#### [WHAT THE TASK ASKS]
Give back exactly the lines from the line that contains "let date_text = if" to the last line of the listing below, inclusive, and no others.

#### [INPUT DATA]
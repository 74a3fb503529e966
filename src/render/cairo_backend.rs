use cairo::{Context, Format, ImageSurface};
use pango::FontDescription;
use std::f64::consts::TAU;

use crate::error::{TimelineError, TimelineResult};
use crate::render::{
    Color, EllipsePrimitive, FontWeight, RenderFrame, Renderer, TextHAlign, TextPrimitive,
    TextRun, TextVAlign,
};

#[derive(Debug, Clone, Copy, PartialEq, Eq, Default)]
pub struct CairoRenderStats {
    pub lines_drawn: usize,
    pub rects_drawn: usize,
    pub ellipses_drawn: usize,
    pub texts_drawn: usize,
}

/// Optional extension trait for renderers that can draw into an external Cairo
/// context (for example a GTK `DrawingArea` callback).
pub trait CairoContextRenderer {
    fn render_on_cairo_context(
        &mut self,
        context: &Context,
        frame: &RenderFrame,
    ) -> TimelineResult<()>;
}

/// Cairo + Pango + PangoCairo renderer backend.
///
/// This renderer supports two modes:
/// - offscreen image-surface rendering through `Renderer::render`
/// - in-place rendering on an external Cairo context through
///   `CairoContextRenderer`
#[derive(Debug)]
pub struct CairoRenderer {
    surface: ImageSurface,
    clear_color: Color,
    font_family: String,
    last_stats: CairoRenderStats,
}

impl CairoRenderer {
    pub fn new(width: i32, height: i32) -> TimelineResult<Self> {
        if width <= 0 || height <= 0 {
            return Err(TimelineError::InvalidData(
                "cairo surface size must be > 0".to_owned(),
            ));
        }

        let surface = ImageSurface::create(Format::ARgb32, width, height)
            .map_err(|err| map_backend_error("failed to create cairo surface", err))?;
        Ok(Self {
            surface,
            clear_color: Color::from_rgb8(18, 18, 18),
            font_family: "Sans".to_owned(),
            last_stats: CairoRenderStats::default(),
        })
    }

    #[must_use]
    pub fn backend_name(&self) -> &'static str {
        "cairo+pango+pangocairo"
    }

    #[must_use]
    pub fn surface(&self) -> &ImageSurface {
        &self.surface
    }

    #[must_use]
    pub fn clear_color(&self) -> Color {
        self.clear_color
    }

    pub fn set_clear_color(&mut self, color: Color) -> TimelineResult<()> {
        color.validate()?;
        self.clear_color = color;
        Ok(())
    }

    pub fn set_font_family(&mut self, family: impl Into<String>) {
        self.font_family = family.into();
    }

    #[must_use]
    pub fn last_stats(&self) -> CairoRenderStats {
        self.last_stats
    }

    fn render_with_context(&mut self, context: &Context, frame: &RenderFrame) -> TimelineResult<()> {
        frame.validate()?;
        self.clear_color.validate()?;

        apply_color(context, self.clear_color);
        context
            .paint()
            .map_err(|err| map_backend_error("failed to clear surface", err))?;

        let mut stats = CairoRenderStats::default();

        for layer in &frame.layers {
            for rect in &layer.rects {
                apply_color(context, rect.fill_color);
                context.rectangle(rect.x, rect.y, rect.width, rect.height);
                context
                    .fill()
                    .map_err(|err| map_backend_error("failed to fill rectangle", err))?;
                stats.rects_drawn += 1;
            }

            for line in &layer.lines {
                apply_color(context, line.color);
                context.set_line_width(line.stroke_width);
                context.move_to(line.x1, line.y1);
                context.line_to(line.x2, line.y2);
                context
                    .stroke()
                    .map_err(|err| map_backend_error("failed to stroke line", err))?;
                stats.lines_drawn += 1;
            }

            for ellipse in &layer.ellipses {
                fill_ellipse(context, *ellipse)?;
                stats.ellipses_drawn += 1;
            }

            for text in &layer.texts {
                self.draw_text(context, text);
                stats.texts_drawn += 1;
            }
        }

        self.last_stats = stats;
        Ok(())
    }

    fn draw_text(&self, context: &Context, text: &TextPrimitive) {
        let layouts: Vec<pango::Layout> = text
            .runs
            .iter()
            .filter(|run| !run.text.is_empty())
            .map(|run| self.layout_run(context, run))
            .collect();

        let sizes: Vec<(f64, f64, f64)> = layouts
            .iter()
            .map(|layout| {
                let (width, height) = layout.pixel_size();
                let baseline = f64::from(layout.baseline()) / f64::from(pango::SCALE);
                (f64::from(width), f64::from(height), baseline)
            })
            .collect();

        let total_width: f64 = sizes.iter().map(|(width, _, _)| width).sum();
        let line_height = sizes.iter().map(|(_, height, _)| *height).fold(0.0, f64::max);
        let baseline = sizes.iter().map(|(_, _, baseline)| *baseline).fold(0.0, f64::max);

        let mut x = match text.h_align {
            TextHAlign::Left => text.x,
            TextHAlign::Center => text.x - total_width / 2.0,
            TextHAlign::Right => text.x - total_width,
        };
        let line_baseline = match text.v_align {
            TextVAlign::Top => text.y + baseline,
            TextVAlign::Middle => text.y - line_height / 2.0 + baseline,
            TextVAlign::Baseline => text.y,
        };

        apply_color(context, text.color);
        for (layout, (width, _, run_baseline)) in layouts.iter().zip(sizes.iter()) {
            context.move_to(x, line_baseline - run_baseline);
            pangocairo::functions::show_layout(context, layout);
            x += width;
        }
    }

    fn layout_run(&self, context: &Context, run: &TextRun) -> pango::Layout {
        let layout = pangocairo::functions::create_layout(context);
        let mut font_description = FontDescription::new();
        font_description.set_family(&self.font_family);
        font_description.set_absolute_size(run.font_size_px * f64::from(pango::SCALE));
        font_description.set_weight(match run.weight {
            FontWeight::Normal => pango::Weight::Normal,
            FontWeight::Bold => pango::Weight::Bold,
        });
        layout.set_font_description(Some(&font_description));
        layout.set_text(&run.text);
        layout
    }
}

impl Renderer for CairoRenderer {
    fn render(&mut self, frame: &RenderFrame) -> TimelineResult<()> {
        let context = Context::new(&self.surface)
            .map_err(|err| map_backend_error("failed to create cairo context", err))?;
        self.render_with_context(&context, frame)
    }
}

impl CairoContextRenderer for CairoRenderer {
    fn render_on_cairo_context(
        &mut self,
        context: &Context,
        frame: &RenderFrame,
    ) -> TimelineResult<()> {
        self.render_with_context(context, frame)
    }
}

fn apply_color(context: &Context, color: Color) {
    context.set_source_rgba(color.red, color.green, color.blue, color.alpha);
}

fn fill_ellipse(context: &Context, ellipse: EllipsePrimitive) -> TimelineResult<()> {
    context
        .save()
        .map_err(|err| map_backend_error("failed to save cairo state", err))?;
    context.translate(ellipse.center_x, ellipse.center_y);
    context.scale(ellipse.radius_x, ellipse.radius_y);
    context.new_sub_path();
    context.arc(0.0, 0.0, 1.0, 0.0, TAU);
    context
        .restore()
        .map_err(|err| map_backend_error("failed to restore cairo state", err))?;
    apply_color(context, ellipse.fill_color);
    context
        .fill()
        .map_err(|err| map_backend_error("failed to fill ellipse", err))
}

fn map_backend_error(prefix: &str, err: cairo::Error) -> TimelineError {
    TimelineError::Backend(format!("{prefix}: {err}"))
}
use chrono::{NaiveDate, NaiveDateTime};
use serde::{Deserialize, Serialize};

use crate::core::WeekdayLocale;

use super::label_format::{short_date_label, title_clock_label};

/// Text for the window chrome above the timeline.
///
/// `date_text` doubles as a "back to today" affordance: it is only shown
/// while the day under the sticky header is not today.
#[derive(Debug, Clone, PartialEq, Eq, Default, Serialize, Deserialize)]
pub struct TitleClock {
    pub time_text: String,
    pub date_text: String,
}

impl TitleClock {
    #[must_use]
    pub fn compose(now: NaiveDateTime, shown_date: NaiveDate, locale: WeekdayLocale) -> Self {
        let date_text = if shown_date == now.date() {
            String::new()
        } else {
            short_date_label(now.date(), locale)
        };
        Self {
            time_text: title_clock_label(now.time()),
            date_text,
        }
    }

    #[must_use]
    pub fn shows_back_to_today(&self) -> bool {
        !self.date_text.is_empty()
    }
}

#### [YOUR SOLUTION]
        let date_text = if shown_date == now.date() {
            String::new()
        } else {
            short_date_label(now.date(), locale)
        };
        Self {
            time_text: title_clock_label(now.time()),
            date_text,
        }
    }

    #[must_use]
    pub fn shows_back_to_today(&self) -> bool {
        !self.date_text.is_empty()
    }
}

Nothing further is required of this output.